Friday, October 1, 2010


Grade: G+
Title: Stitches
Author AND Artist: David Smalls

Yes, I am finally back and better than ever (so what if I have 70 conferences with my darling students next week, so what if I have my proposal defense next Friday, so what if I have to take the GRE Subject test next Saturday - life is good)! I am glad to be back, and I am so glad I went and bought this comic. Stitches is a beautiful comic about the life of a young boy (the author) who grows up in a family that doesn't communicate. When he is fourteen he has to have surgery, he thinks to get a minor lump removed but really it is because he has cancer. After he wakes up from the surgery, he finds that he no longer can speak.

On the cover of Stitches, it bears the phrase "a memoir..." Indeed, Stitches is a memoir in the same vein as Running with Scissors. The latter details the very odd life of a young boy who is tossed around because everyone is too selfish to care, which he portrays quite aggressively. In the same way, Stitches mainly focuses on the relationship, or lack there of, of David to his parents. Both of these memoirs, while enjoyable and fascinating, paint an almost painfully pleasant portrayal of the main character. Essentially, they are both too ... not self-righteous, but self-pitying.

Here, David is portraying himself as his father subjects him to his many X-rays. He grew up in the fifties, when they didn't realize the radiation effects X-rays had, and, since he had some trouble breathing and his dad was a radiologist, he received a great number of them when he was quite young. This, quite sadly, causes his cancer, but David finds himself unable to forgive his father for the loss of his voice. Thus, for me the lack of hope and forgiveness (I love art to represent redemption something we all desire to experience at some time) present really limited the power of Stitches. It was too worthy of itself, rendering much of the story unpleasant.

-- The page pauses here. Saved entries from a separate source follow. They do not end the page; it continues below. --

use anyhow::Result;
use clap::Parser;
use radiobox::app::BoxContext;
use radiobox::cli::{Args, Command};
use radiobox::config::BoxConfig;
use radiobox::input::device::{list_devices, EvdevKeySource, EvdevTagReader};
use radiobox::lock::InstanceLock;
use radiobox::player::{AlsaAudio, MpdConnector};
use radiobox::shortcuts::{ShortcutResolver, TargetKind};
use radiobox::telemetry;
use std::path::PathBuf;
use std::sync::atomic::{AtomicBool, Ordering};
use std::sync::Arc;
use tokio::runtime::Handle;
use tracing::{error, info, warn};

#[tokio::main]
async fn main() -> Result<()> {
    human_panic::setup_panic!();

    let args = Args::parse();
    let config_path = args.config.clone().unwrap_or_else(BoxConfig::get_config_path);

    match args.command() {
        Command::ListDevices => print_devices(),
        Command::Shortcuts { broken, duplicates } => {
            telemetry::init_stderr_logging();
            let config = BoxConfig::load(&config_path)?;
            print_shortcuts(&config, broken, duplicates);
            Ok(())
        }
        Command::Run => run(config_path, args.foreground).await,
    }
}

async fn run(config_path: PathBuf, foreground: bool) -> Result<()> {
    let config = BoxConfig::load(&config_path)?;

    let guard = match telemetry::init_logging(&config.log_file, foreground) {
        Ok(guard) => Some(guard),
        Err(e) => {
            telemetry::init_stderr_logging();
            warn!("{:#}", e);
            None
        }
    };
    info!("config: {}", config_path.display());

    let lock = InstanceLock::acquire(&InstanceLock::default_path())?;

    let connector = MpdConnector::new(config.host.clone(), config.port, config.pwd.clone());
    let local = AlsaAudio::new(config.alsa_audio_device.clone());
    let ctx = Arc::new(BoxContext::new(
        config,
        Box::new(connector),
        Box::new(local),
        Handle::current(),
    ));

    // 1. Reset the player before the first event
    let prepare = Arc::clone(&ctx);
    if let Err(e) = tokio::task::spawn_blocking(move || prepare.prepare()).await? {
        error!("startup reset failed: {:#}", e);
    }

    // 2. One worker per reader, at most one for the remote
    let running = Arc::new(AtomicBool::new(true));
    let mut workers = Vec::new();

    for name in &ctx.config().rfid_reader_names {
        info!("starting tag reader {}", name);
        let reader = EvdevTagReader::new(name);
        workers.push(ctx.spawn_tag_worker(Box::new(reader), Arc::clone(&running)));
    }

    if ctx.config().lirc {
        match ctx.config().lirc_device.as_deref() {
            Some(name) => {
                let remote = EvdevKeySource::new(name);
                if remote.is_present() {
                    info!("found IR device: {}", name);
                    workers.push(ctx.spawn_remote_worker(Box::new(remote), Arc::clone(&running)));
                } else {
                    error!("IR device not found: {}", name);
                }
            }
            None => error!("lirc is enabled but no lircdevice is configured"),
        }
    }

    if workers.is_empty() {
        warn!("no input workers running");
    }

    // 3. Startup folder or sound
    let startup = Arc::clone(&ctx);
    if let Err(e) = tokio::task::spawn_blocking(move || startup.play_startup()).await? {
        error!("startup playback failed: {:#}", e);
    }

    shutdown_signal().await;
    info!("shutting down");
    running.store(false, Ordering::SeqCst);

    // workers block on device reads and cannot be joined
    drop(lock);
    drop(guard);
    std::process::exit(0);
}

async fn shutdown_signal() {
    #[cfg(unix)]
    {
        use tokio::signal::unix::{signal, SignalKind};
        match signal(SignalKind::terminate()) {
            Ok(mut term) => {
                tokio::select! {
                    _ = tokio::signal::ctrl_c() => {}
                    _ = term.recv() => {}
                }
            }
            Err(e) => {
                warn!("cannot listen for SIGTERM: {}", e);
                let _ = tokio::signal::ctrl_c().await;
            }
        }
    }
    #[cfg(not(unix))]
    {
        let _ = tokio::signal::ctrl_c().await;
    }
}

fn print_devices() -> Result<()> {
    let devices = list_devices();
    if devices.is_empty() {
        println!(
            "No input devices found. Please connect a device and try again. \
             Reading input devices usually requires membership in the \"input\" group."
        );
        std::process::exit(1);
    }

    println!("Available input devices:");
    for device in devices {
        println!("{}\t{}\t{}", device.name, device.path.display(), device.phys);
    }
    Ok(())
}

fn print_shortcuts(config: &BoxConfig, broken: bool, duplicates: bool) {
    let resolver = ShortcutResolver::new(&config.layout(), config.scan_match);

    if broken {
        for (id, target) in resolver.broken() {
            println!("{}\t{}", id, target.unwrap_or_else(|| "<unreadable>".to_string()));
        }
    }

    if duplicates {
        for (folder, ids) in resolver.duplicates() {
            println!("{}\t{}", folder, ids.join(", "));
        }
    }

    if !broken && !duplicates {
        for (id, shortcut) in resolver.entries() {
            match shortcut {
                Some(s) => {
                    let kind = match s.kind {
                        TargetKind::Folder => "folder",
                        TargetKind::InlineCommand => "cmd",
                        TargetKind::ExternalCommand => "extcmd",
                    };
                    println!("{}\t{}\t{}", id, kind, s.target);
                }
                None => println!("{}\t-\t<unreadable>", id),
            }
        }
    }
}
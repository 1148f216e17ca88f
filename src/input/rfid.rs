//! Tag-scan worker.

use super::{Dispatch, DigitAccumulator, LockSets, LockState, TagSource, ERROR_BACKOFF};
use crate::config::BoxConfig;
use anyhow::Result;
use std::collections::HashMap;
use std::fs;
use std::path::PathBuf;
use std::sync::atomic::{AtomicBool, Ordering};
use std::sync::Arc;
use std::time::{Duration, Instant};
use tracing::{debug, error, info, warn};

/// Delay between two reads
const POLL_INTERVAL: Duration = Duration::from_millis(200);

/// Digits composing one jump target
const JUMP_DIGITS: usize = 3;

const DEFAULT_DELAY_KEY: &str = "default";

#[derive(Debug, Clone, Default)]
pub struct TagSettings {
    /// Overwritten with every scanned id
    pub latest_file: Option<PathBuf>,
    /// Seconds a repeated tag is ignored, by previously performed action
    pub same_card_delay: HashMap<String, f64>,
    pub locks: LockSets,
    pub locked: bool,
    /// Tags standing for a single digit
    pub jump_cards: HashMap<String, u8>,
}

impl TagSettings {
    pub fn from_config(config: &BoxConfig) -> Self {
        Self {
            latest_file: config.latest_rfid_file.clone(),
            same_card_delay: config.same_card_delay.clone(),
            locks: LockSets {
                lock: config.lock_card_ids.clone(),
                unlock: config.unlock_card_ids.clone(),
                toggle: config.toggle_lock_card_ids.clone(),
            },
            locked: config.rfid_locked,
            jump_cards: config.jump_cards.clone(),
        }
    }
}

/// What happened to one scanned tag
#[derive(Debug, Clone, PartialEq)]
pub enum TagOutcome {
    LockChanged,
    Locked,
    Accumulating,
    Suppressed,
    Dispatched(Option<String>),
}

#[derive(Debug, Clone)]
struct Previous {
    id: String,
    action: Option<String>,
    at: Instant,
}

pub struct TagProcessor {
    dispatch: Arc<dyn Dispatch>,
    latest_file: Option<PathBuf>,
    same_card_delay: HashMap<String, f64>,
    lock: LockState,
    jump_cards: HashMap<String, u8>,
    accumulator: DigitAccumulator,
    previous: Option<Previous>,
}

impl TagProcessor {
    pub fn new(dispatch: Arc<dyn Dispatch>, settings: TagSettings) -> Self {
        Self {
            dispatch,
            latest_file: settings.latest_file,
            same_card_delay: settings.same_card_delay,
            lock: LockState::new(settings.locks, settings.locked),
            jump_cards: settings.jump_cards,
            accumulator: DigitAccumulator::default(),
            previous: None,
        }
    }

    pub fn is_locked(&self) -> bool {
        self.lock.is_locked()
    }

    /// Process one scanned tag
    pub fn handle_tag(&mut self, id: &str, now: Instant) -> Result<TagOutcome> {
        info!("tag {}", id);
        self.write_latest(id);

        if self.lock.intercept(id) {
            return Ok(TagOutcome::LockChanged);
        }
        if self.lock.is_locked() {
            debug!("locked, ignoring {}", id);
            return Ok(TagOutcome::Locked);
        }

        self.accumulator.expire(now);

        if let Some(&digit) = self.jump_cards.get(id) {
            self.accumulator.push(digit, now);
            if self.accumulator.len() < JUMP_DIGITS {
                return Ok(TagOutcome::Accumulating);
            }
            let target = self.accumulator.take();
            return self.dispatch_id(&target, now);
        }

        if self.accumulator.is_pending() {
            debug!("dropping unfinished number {}", self.accumulator.digits());
            self.accumulator.clear();
        }

        if let Some(prev) = &self.previous {
            let delay = self.delay_after(prev.action.as_deref());
            if prev.id == id && now.saturating_duration_since(prev.at) < delay {
                debug!("Ignoring card due to sameCardDelay");
                return Ok(TagOutcome::Suppressed);
            }
        }

        self.dispatch_id(id, now)
    }

    fn dispatch_id(&mut self, id: &str, now: Instant) -> Result<TagOutcome> {
        let action = self.dispatch.play_action(id)?;
        self.previous = Some(Previous {
            id: id.to_string(),
            action: action.clone(),
            at: now,
        });
        Ok(TagOutcome::Dispatched(action))
    }

    fn delay_after(&self, action: Option<&str>) -> Duration {
        let secs = action
            .and_then(|a| self.same_card_delay.get(a))
            .or_else(|| self.same_card_delay.get(DEFAULT_DELAY_KEY))
            .copied()
            .unwrap_or(0.0);
        Duration::from_secs_f64(secs.max(0.0))
    }

    fn write_latest(&self, id: &str) {
        if let Some(path) = &self.latest_file {
            if let Err(e) = fs::write(path, id) {
                warn!("cannot write {}: {}", path.display(), e);
            }
        }
    }

    /// Read and process tags until `running` is cleared
    pub fn run(&mut self, source: &mut dyn TagSource, running: &AtomicBool) {
        while running.load(Ordering::SeqCst) {
            std::thread::sleep(POLL_INTERVAL);

            let result = source
                .read_tag()
                .and_then(|id| self.handle_tag(&id, Instant::now()));

            if let Err(e) = result {
                error!("Execution failed: {:#}", e);
                std::thread::sleep(ERROR_BACKOFF);
            }
        }
    }
}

However, both the only element to represent hope of any kind and the redeeming factor in this book is the art. The art is beautiful and even sublime throughout the whole work. Small's choice of using only black and white fits perfectly with his dire, somber story. However, as the story unfolds David realizes that he needs art in order to express himself, which gives him a glimmer of hope. This art also gives him a voice, as his has been taken from him.

With this picture, you can see the beautiful (if a little grotesque, which you should know I kind of love, which is why I am writing my thesis on it) detail Small is able to include, even as he simplifies his lines and is very intentional in what details he does include. The way he doesn't bother to capture a perfectly realistic representation of shadows on his body works because he wants his viewers to be focused on the stitches. This style works amazingly well throughout the entire book, elevating an otherwise dreary memoir into something beautiful and worth reading.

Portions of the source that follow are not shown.